======== DATASET RECORDS
//! Rate limiting middleware using governor and `tower_governor`.
//!
//! - `auth_rate_limiter`: strict limits for the login flow (~10/min)
//! - `mutation_rate_limiter`: relaxed limits for writes (~100/min)

use std::net::{IpAddr, SocketAddr};
use std::sync::Arc;

use axum::extract::ConnectInfo;
use axum::http::{HeaderMap, Request};
use governor::clock::QuantaInstant;
use governor::middleware::NoOpMiddleware;
use tower_governor::{GovernorError, GovernorLayer, governor::GovernorConfigBuilder};

// =============================================================================
// Client IP Key Extractor
// =============================================================================

/// Key extractor for the client address.
///
/// Keys on the peer address. Proxy headers are honoured only when
/// `trust_proxy_headers` is set, since any client can send them.
#[derive(Clone, Copy)]
pub struct ClientIpKeyExtractor {
    pub trust_proxy_headers: bool,
}

impl tower_governor::key_extractor::KeyExtractor for ClientIpKeyExtractor {
    type Key = IpAddr;

    fn extract<T>(&self, req: &Request<T>) -> Result<Self::Key, GovernorError> {
        if self.trust_proxy_headers
            && let Some(ip) = forwarded_ip(req.headers())
        {
            return Ok(ip);
        }

        req.extensions()
            .get::<ConnectInfo<SocketAddr>>()
            .map(|ConnectInfo(addr)| addr.ip())
            .ok_or(GovernorError::UnableToExtractKey)
    }
}

/// Client address reported by a reverse proxy.
fn forwarded_ip(headers: &HeaderMap) -> Option<IpAddr> {
    // X-Forwarded-For (first IP in the chain)
    let forwarded_for = headers
        .get("x-forwarded-for")
        .and_then(|v| v.to_str().ok())
        .and_then(|s| s.split(',').next())
        .and_then(|s| s.trim().parse::<IpAddr>().ok());

    forwarded_for.or_else(|| {
        headers
            .get("x-real-ip")
            .and_then(|v| v.to_str().ok())
            .and_then(|s| s.trim().parse::<IpAddr>().ok())
    })
}

// =============================================================================
// Rate Limiter Configuration
// =============================================================================

/// Rate limiter layer type for Axum.
pub type RateLimiterLayer =
    GovernorLayer<ClientIpKeyExtractor, NoOpMiddleware<QuantaInstant>, axum::body::Body>;

/// Build a limiter replenishing one token every `period_secs`, with `burst`.
///
/// Returns `None` if the builder rejects the values (zero period or burst).
fn limiter(period_secs: u64, burst: u32, trust_proxy_headers: bool) -> Option<RateLimiterLayer> {
    let config = GovernorConfigBuilder::default()
        .key_extractor(ClientIpKeyExtractor {
            trust_proxy_headers,
        })
        .per_second(period_secs)
        .burst_size(burst)
        .finish()?;
    Some(GovernorLayer::new(Arc::new(config)))
}

/// Rate limiter for the login flow: ~10 requests per minute per IP, burst of 5.
#[must_use]
pub fn auth_rate_limiter(trust_proxy_headers: bool) -> Option<RateLimiterLayer> {
    limiter(6, 5, trust_proxy_headers)
}

/// Rate limiter for mutations: one token per second, burst of 50.
#[must_use]
pub fn mutation_rate_limiter(trust_proxy_headers: bool) -> Option<RateLimiterLayer> {
    limiter(1, 50, trust_proxy_headers)
}

#[cfg(test)]
#[allow(clippy::unwrap_used)]
mod tests {
    use std::net::Ipv4Addr;

    use tower_governor::key_extractor::KeyExtractor;

    use super::*;

    const DIRECT: ClientIpKeyExtractor = ClientIpKeyExtractor {
        trust_proxy_headers: false,
    };
    const BEHIND_PROXY: ClientIpKeyExtractor = ClientIpKeyExtractor {
        trust_proxy_headers: true,
    };

    fn request(headers: &[(&str, &str)]) -> Request<()> {
        let mut builder = Request::builder();
        for (name, value) in headers {
            builder = builder.header(*name, *value);
        }
        let mut req = builder.body(()).unwrap();
        req.extensions_mut()
            .insert(ConnectInfo(SocketAddr::from((Ipv4Addr::LOCALHOST, 4000))));
        req
    }

    #[test]
    fn test_spoofed_headers_ignored_by_default() {
        let peer = IpAddr::V4(Ipv4Addr::LOCALHOST);
        for spoofed in ["203.0.113.7", "198.51.100.1"] {
            let req = request(&[("x-forwarded-for", spoofed), ("x-real-ip", spoofed)]);
            assert_eq!(DIRECT.extract(&req).unwrap(), peer);
        }
    }

    #[test]
    fn test_forwarded_header_wins_behind_proxy() {
        let req = request(&[("x-forwarded-for", "203.0.113.7, 10.0.0.1")]);
        let ip = BEHIND_PROXY.extract(&req).unwrap();
        assert_eq!(ip, "203.0.113.7".parse::<IpAddr>().unwrap());

        let req = request(&[("x-real-ip", "198.51.100.1")]);
        let ip = BEHIND_PROXY.extract(&req).unwrap();
        assert_eq!(ip, "198.51.100.1".parse::<IpAddr>().unwrap());
    }

    #[test]
    fn test_falls_back_to_peer_address() {
        let ip = BEHIND_PROXY.extract(&request(&[])).unwrap();
        assert_eq!(ip, IpAddr::V4(Ipv4Addr::LOCALHOST));
    }

    #[test]
    fn test_missing_peer_address() {
        let req = Request::builder().body(()).unwrap();
        assert!(DIRECT.extract(&req).is_err());
    }

    #[test]
    fn test_limiters_build() {
        assert!(auth_rate_limiter(false).is_some());
        assert!(mutation_rate_limiter(true).is_some());
    }
}
//! Error types for the Prism contract layer.

use serde::{Deserialize, Serialize};
use std::fmt;
use thiserror::Error;

/// Boxed error type used for handler failures crossing the dispatch boundary.
pub type BoxError = Box<dyn std::error::Error + Send + Sync>;

/// A single validation issue reported by a schema.
///
/// Issues keep the order the validator produced them in. `path` points at the
/// offending field when the validator knows it.
#[derive(Debug, Clone, PartialEq, Eq, Serialize, Deserialize)]
#[serde(rename_all = "camelCase")]
pub struct Issue {
    /// Human-readable description of what failed
    pub message: String,
    /// Location of the failure within the input, if known
    #[serde(skip_serializing_if = "Option::is_none")]
    pub path: Option<String>,
}

impl Issue {
    /// Create an issue with no path.
    pub fn new(message: impl Into<String>) -> Self {
        Self {
            message: message.into(),
            path: None,
        }
    }

    /// Create an issue located at a field path.
    pub fn at(path: impl Into<String>, message: impl Into<String>) -> Self {
        Self {
            message: message.into(),
            path: Some(path.into()),
        }
    }
}

/// Input failed its schema check.
///
/// Carries the full ordered issue list. The display form is the serialized
/// issue list, which is the externally observable error text.
#[derive(Debug, Clone, PartialEq, Eq)]
pub struct ValidationError {
    issues: Vec<Issue>,
}

impl ValidationError {
    /// Build from a validator's issue list.
    ///
    /// An empty list is upgraded to a single generic issue so the invariant
    /// "failure carries a non-empty issue list" holds for sloppy validators.
    pub fn new(issues: Vec<Issue>) -> Self {
        let issues = if issues.is_empty() {
            vec![Issue::new("input rejected")]
        } else {
            issues
        };
        Self { issues }
    }

    /// The ordered issues reported by the validator.
    pub fn issues(&self) -> &[Issue] {
        &self.issues
    }
}

impl fmt::Display for ValidationError {
    fn fmt(&self, f: &mut fmt::Formatter<'_>) -> fmt::Result {
        match serde_json::to_string(&self.issues) {
            Ok(serialized) => write!(f, "{serialized}"),
            Err(_) => write!(f, "validation failed with {} issue(s)", self.issues.len()),
        }
    }
}

impl std::error::Error for ValidationError {}

/// All possible errors from the dispatch layer.
#[derive(Debug, Error)]
pub enum Error {
    /// Input failed schema validation. Surfaced to the immediate caller,
    /// never retried, never swallowed.
    #[error(transparent)]
    Validation(#[from] ValidationError),

    /// Dispatch against a mutation name nothing registered.
    #[error("Unknown mutation: {0}")]
    UnknownMutation(String),

    /// Dispatch against a query name nothing registered.
    #[error("Unknown query: {0}")]
    UnknownQuery(String),

    /// An error raised by a registered handler, forwarded as-is.
    #[error(transparent)]
    Handler(BoxError),
}

impl Error {
    /// Wrap a handler-raised error without changing its display or source.
    pub fn handler(err: impl Into<BoxError>) -> Self {
        Error::Handler(err.into())
    }
}

/// Result type for dispatch operations.
pub type Result<T> = std::result::Result<T, Error>;

#[cfg(test)]
mod tests {
    use super::*;

    #[test]
    fn unknown_mutation_message() {
        let err = Error::UnknownMutation("createUser".into());
        assert_eq!(err.to_string(), "Unknown mutation: createUser");

        let err = Error::UnknownQuery("getUser".into());
        assert_eq!(err.to_string(), "Unknown query: getUser");
    }

    #[test]
    fn validation_error_serializes_issues() {
        let err = ValidationError::new(vec![
            Issue::at("name", "expected String, got Int"),
            Issue::new("payload must be an object"),
        ]);

        let text = err.to_string();
        assert_eq!(
            text,
            r#"[{"message":"expected String, got Int","path":"name"},{"message":"payload must be an object"}]"#
        );
    }

    #[test]
    fn empty_issue_list_upgraded() {
        let err = ValidationError::new(Vec::new());
        assert_eq!(err.issues().len(), 1);
        assert_eq!(err.issues()[0].message, "input rejected");
    }

    #[test]
    fn handler_error_display_preserved() {
        let inner = std::io::Error::new(std::io::ErrorKind::Other, "disk full");
        let err = Error::handler(inner);
        assert_eq!(err.to_string(), "disk full");
    }

    #[test]
    fn issue_order_preserved() {
        let issues = vec![
            Issue::at("a", "first"),
            Issue::at("b", "second"),
            Issue::at("c", "third"),
        ];
        let err = ValidationError::new(issues.clone());
        assert_eq!(err.issues(), issues.as_slice());
    }
}
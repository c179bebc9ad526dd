//! # Prism MemStore
//!
//! Reference in-memory store for the Prism contract layer.
//!
//! [`MemoryStore`] implements the `prism-core` [`SyncStore`] boundary over
//! an ordered key-value map:
//!
//! - **Named mutations**: installed at construction from a registry's
//!   mutator set; each runs inside a copy-on-write write transaction that
//!   commits only on success
//! - **Point-in-time reads**: evaluated against a snapshot; nothing is held
//!   open after the call
//! - **Live subscriptions**: every commit re-evaluates all registered
//!   queries against fresh state and pushes results to observers
//!
//! This store keeps everything in process memory and does no remote sync;
//! it exists for tests, examples, and single-process consumers of the
//! contract layer.
//!
//! ## Quick Start
//!
//! ```rust
//! use prism_core::{ReadContext, Registry, TypedSchema, WriteContext};
//! use prism_memstore::MemoryStore;
//! use serde_json::{json, Value};
//!
//! # tokio::runtime::Builder::new_current_thread().build().unwrap().block_on(async {
//! let registry = Registry::new()
//!     .mutation(
//!         "setGreeting",
//!         TypedSchema::<String>::new(),
//!         |ctx: &mut dyn WriteContext, greeting: String| {
//!             ctx.put("/greeting", json!(greeting));
//!             Ok(())
//!         },
//!     )
//!     .query(
//!         "greeting",
//!         TypedSchema::<Value>::new(),
//!         |ctx: &dyn ReadContext, _input: Value| Ok(ctx.get("/greeting")),
//!     );
//!
//! let store = MemoryStore::shared(registry.mutators());
//! let surface = registry.build(store);
//!
//! surface.mutate("setGreeting", json!("hello")).await.unwrap();
//!
//! let greeting = surface.query("greeting").unwrap().once(json!(null)).await.unwrap();
//! assert_eq!(greeting, json!("hello"));
//! # });
//! ```

mod store;
mod subscribers;

pub use store::MemoryStore;
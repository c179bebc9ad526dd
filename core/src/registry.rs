//! Registry - the immutable builder for named operations.
//!
//! A registry accumulates mutation and query definitions through a fluent
//! chain. Every builder call returns a fresh registry value sharing the
//! parent's definitions; the parent itself is never mutated, so a reference
//! to an earlier builder stage stays valid and unaffected by later chaining.
//!
//! Registering a name twice replaces the earlier definition (last write
//! wins); the replacement is logged at debug level. Query handlers are
//! read-only by contract: given identical state and input they must produce
//! identical output. That contract is not enforced at runtime; it is what
//! lets live subscriptions re-evaluate them freely.

use crate::dispatch::{DispatchSurface, LocalDispatcher};
use crate::error::{Error, Result};
use crate::schema::{validate, Schema};
use crate::store::{
    MutationStep, MutatorMap, NamedMutator, ReadContext, ReadFn, SyncStore, WriteContext,
};
use futures::future::BoxFuture;
use serde::Serialize;
use serde_json::Value;
use std::collections::HashMap;
use std::sync::Arc;

/// Validates and binds raw query input, yielding the re-runnable read closure.
pub type QueryBinder = Arc<dyn Fn(Value) -> BoxFuture<'static, Result<ReadFn>> + Send + Sync>;

/// A registered mutation: name plus the prepared-step pipeline.
pub(crate) struct MutationDef {
    pub(crate) name: String,
    pub(crate) prepare: NamedMutator,
}

/// A registered query: name plus the input-binding pipeline.
pub(crate) struct QueryDef {
    pub(crate) name: String,
    pub(crate) bind: QueryBinder,
}

/// A handler with its schema attached, the alternate registration shape.
///
/// Implement this to bundle a mutation's schema and body in one value and
/// register it with [`Registry::mutation_with`].
pub trait MutationOp: Send + Sync + 'static {
    /// Validator for this operation's input.
    type Schema: Schema + 'static;
    /// Serializable handler output.
    type Output: Serialize;

    /// The schema attached to this operation.
    fn schema(&self) -> Self::Schema;

    /// Execute against a write transaction with validated input.
    fn apply(
        &self,
        ctx: &mut dyn WriteContext,
        input: <Self::Schema as Schema>::Output,
    ) -> Result<Self::Output>;
}

/// Immutable, append-only mapping from operation name to definition.
#[derive(Clone, Default)]
pub struct Registry {
    mutations: HashMap<String, Arc<MutationDef>>,
    queries: HashMap<String, Arc<QueryDef>>,
}

impl Registry {
    /// Create an empty registry.
    pub fn new() -> Self {
        Self::default()
    }

    /// Register a mutation under `name`.
    ///
    /// Input is checked against `schema` before `handler` runs; on failure
    /// the handler is never invoked and no state is touched. The handler's
    /// output crosses the dispatch boundary as JSON.
    pub fn mutation<S, H, O>(&self, name: impl Into<String>, schema: S, handler: H) -> Self
    where
        S: Schema + 'static,
        S::Output: Send + 'static,
        H: Fn(&mut dyn WriteContext, S::Output) -> Result<O> + Send + Sync + 'static,
        O: Serialize,
    {
        let name = name.into();
        let schema = Arc::new(schema);
        let handler = Arc::new(handler);

        let prepare: NamedMutator = Arc::new(move |input: Value| {
            let schema = Arc::clone(&schema);
            let handler = Arc::clone(&handler);
            Box::pin(async move {
                let parsed = validate(schema.as_ref(), input).await?;
                let step: MutationStep = Box::new(move |ctx: &mut dyn WriteContext| {
                    let output = handler(ctx, parsed)?;
                    serde_json::to_value(output).map_err(Error::handler)
                });
                Ok(step)
            })
        });

        self.insert_mutation(MutationDef { name, prepare })
    }

    /// Register a mutation whose schema rides on the handler value.
    pub fn mutation_with<M>(&self, name: impl Into<String>, op: M) -> Self
    where
        M: MutationOp,
        <M::Schema as Schema>::Output: Send + 'static,
    {
        let schema = op.schema();
        let op = Arc::new(op);
        self.mutation(
            name,
            schema,
            move |ctx: &mut dyn WriteContext, input: <M::Schema as Schema>::Output| {
                op.apply(ctx, input)
            },
        )
    }

    /// Register a query under `name`.
    ///
    /// The parsed input must be `Clone`: live subscriptions re-run the
    /// handler with it on every relevant state change.
    pub fn query<S, H, O>(&self, name: impl Into<String>, schema: S, handler: H) -> Self
    where
        S: Schema + 'static,
        S::Output: Clone + Send + Sync + 'static,
        H: Fn(&dyn ReadContext, S::Output) -> Result<O> + Send + Sync + 'static,
        O: Serialize,
    {
        let name = name.into();
        let schema = Arc::new(schema);
        let handler = Arc::new(handler);

        let bind: QueryBinder = Arc::new(move |input: Value| {
            let schema = Arc::clone(&schema);
            let handler = Arc::clone(&handler);
            Box::pin(async move {
                let parsed = validate(schema.as_ref(), input).await?;
                let read: ReadFn = Arc::new(move |ctx: &dyn ReadContext| {
                    let output = handler(ctx, parsed.clone())?;
                    serde_json::to_value(output).map_err(Error::handler)
                });
                Ok(read)
            })
        });

        self.insert_query(QueryDef { name, bind })
    }

    /// Names of all registered mutations.
    pub fn mutation_names(&self) -> Vec<&str> {
        self.mutations.keys().map(String::as_str).collect()
    }

    /// Names of all registered queries.
    pub fn query_names(&self) -> Vec<&str> {
        self.queries.keys().map(String::as_str).collect()
    }

    /// The named mutation set a store is constructed with.
    pub fn mutators(&self) -> MutatorMap {
        self.mutations
            .iter()
            .map(|(name, def)| (name.clone(), Arc::clone(&def.prepare)))
            .collect()
    }

    /// Producer-side direct dispatch: no live store, the caller supplies
    /// the transaction context.
    pub fn dispatcher(&self) -> LocalDispatcher {
        LocalDispatcher::new(self.mutations.clone())
    }

    /// Materialize the dispatch surface bound to a live store.
    ///
    /// The store must have been constructed with this registry's
    /// [`mutators`](Self::mutators) so the name keying lines up.
    pub fn build(&self, store: Arc<dyn SyncStore>) -> DispatchSurface {
        DispatchSurface::new(self.mutations.clone(), self.queries.clone(), store)
    }

    pub(crate) fn query_def(&self, name: &str) -> Option<&Arc<QueryDef>> {
        self.queries.get(name)
    }

    fn insert_mutation(&self, def: MutationDef) -> Self {
        let mut next = self.clone();
        let name = def.name.clone();
        if next.mutations.insert(name.clone(), Arc::new(def)).is_some() {
            tracing::debug!(name = %name, "mutation definition replaced");
        }
        next
    }

    fn insert_query(&self, def: QueryDef) -> Self {
        let mut next = self.clone();
        let name = def.name.clone();
        if next.queries.insert(name.clone(), Arc::new(def)).is_some() {
            tracing::debug!(name = %name, "query definition replaced");
        }
        next
    }
}

impl std::fmt::Debug for Registry {
    fn fmt(&self, f: &mut std::fmt::Formatter<'_>) -> std::fmt::Result {
        f.debug_struct("Registry")
            .field("mutations", &self.mutation_names())
            .field("queries", &self.query_names())
            .finish()
    }
}

#[cfg(test)]
mod tests {
    use super::*;
    use crate::schema::{FieldDef, FieldType, ObjectSchema, TypedSchema};
    use serde_json::json;

    fn noop_mutation(registry: &Registry, name: &str) -> Registry {
        registry.mutation(
            name,
            TypedSchema::<Value>::new(),
            |_ctx: &mut dyn WriteContext, _input: Value| Ok(()),
        )
    }

    #[test]
    fn chaining_leaves_parent_untouched() {
        let base = noop_mutation(&Registry::new(), "a");
        let derived = noop_mutation(&base, "b").query(
            "q",
            TypedSchema::<Value>::new(),
            |_ctx: &dyn ReadContext, _input: Value| Ok(()),
        );

        assert_eq!(base.mutation_names(), vec!["a"]);
        assert!(base.query_names().is_empty());

        let mut derived_names = derived.mutation_names();
        derived_names.sort_unstable();
        assert_eq!(derived_names, vec!["a", "b"]);
        assert_eq!(derived.query_names(), vec!["q"]);
    }

    #[test]
    fn duplicate_name_replaces() {
        let registry = noop_mutation(&noop_mutation(&Registry::new(), "a"), "a");
        assert_eq!(registry.mutation_names(), vec!["a"]);
    }

    #[test]
    fn mutators_keyed_by_name() {
        let registry = noop_mutation(&noop_mutation(&Registry::new(), "a"), "b");
        let mutators = registry.mutators();

        assert_eq!(mutators.len(), 2);
        assert!(mutators.contains_key("a"));
        assert!(mutators.contains_key("b"));
    }

    struct StoreEvent;

    impl MutationOp for StoreEvent {
        type Schema = ObjectSchema;
        type Output = ();

        fn schema(&self) -> ObjectSchema {
            ObjectSchema::new(vec![FieldDef::required("kind", FieldType::String)])
        }

        fn apply(&self, ctx: &mut dyn WriteContext, input: Value) -> Result<()> {
            let kind = input["kind"].as_str().unwrap_or_default().to_owned();
            ctx.put(&format!("/event/{kind}"), input);
            Ok(())
        }
    }

    #[test]
    fn attached_schema_shape_registers() {
        let registry = Registry::new().mutation_with("recordEvent", StoreEvent);
        assert_eq!(registry.mutation_names(), vec!["recordEvent"]);
        assert!(registry.mutators().contains_key("recordEvent"));
    }

    #[tokio::test]
    async fn prepared_step_rejects_before_binding() {
        let registry = Registry::new().mutation(
            "strict",
            ObjectSchema::new(vec![FieldDef::required("id", FieldType::Int)]),
            |_ctx: &mut dyn WriteContext, _input: Value| Ok(()),
        );

        let mutators = registry.mutators();
        let prepare = mutators.get("strict").unwrap();

        let err = prepare(json!({"id": "nope"})).await.err().unwrap();
        assert!(matches!(err, Error::Validation(_)));
    }
}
================
▸ **WORK ORDER**: Go through the listing above. Show each line where the word "tokio" is found.

▸ **TASK RESPONSE**:
//! # tokio::runtime::Builder::new_current_thread().build().unwrap().block_on(async {
    #[tokio::test]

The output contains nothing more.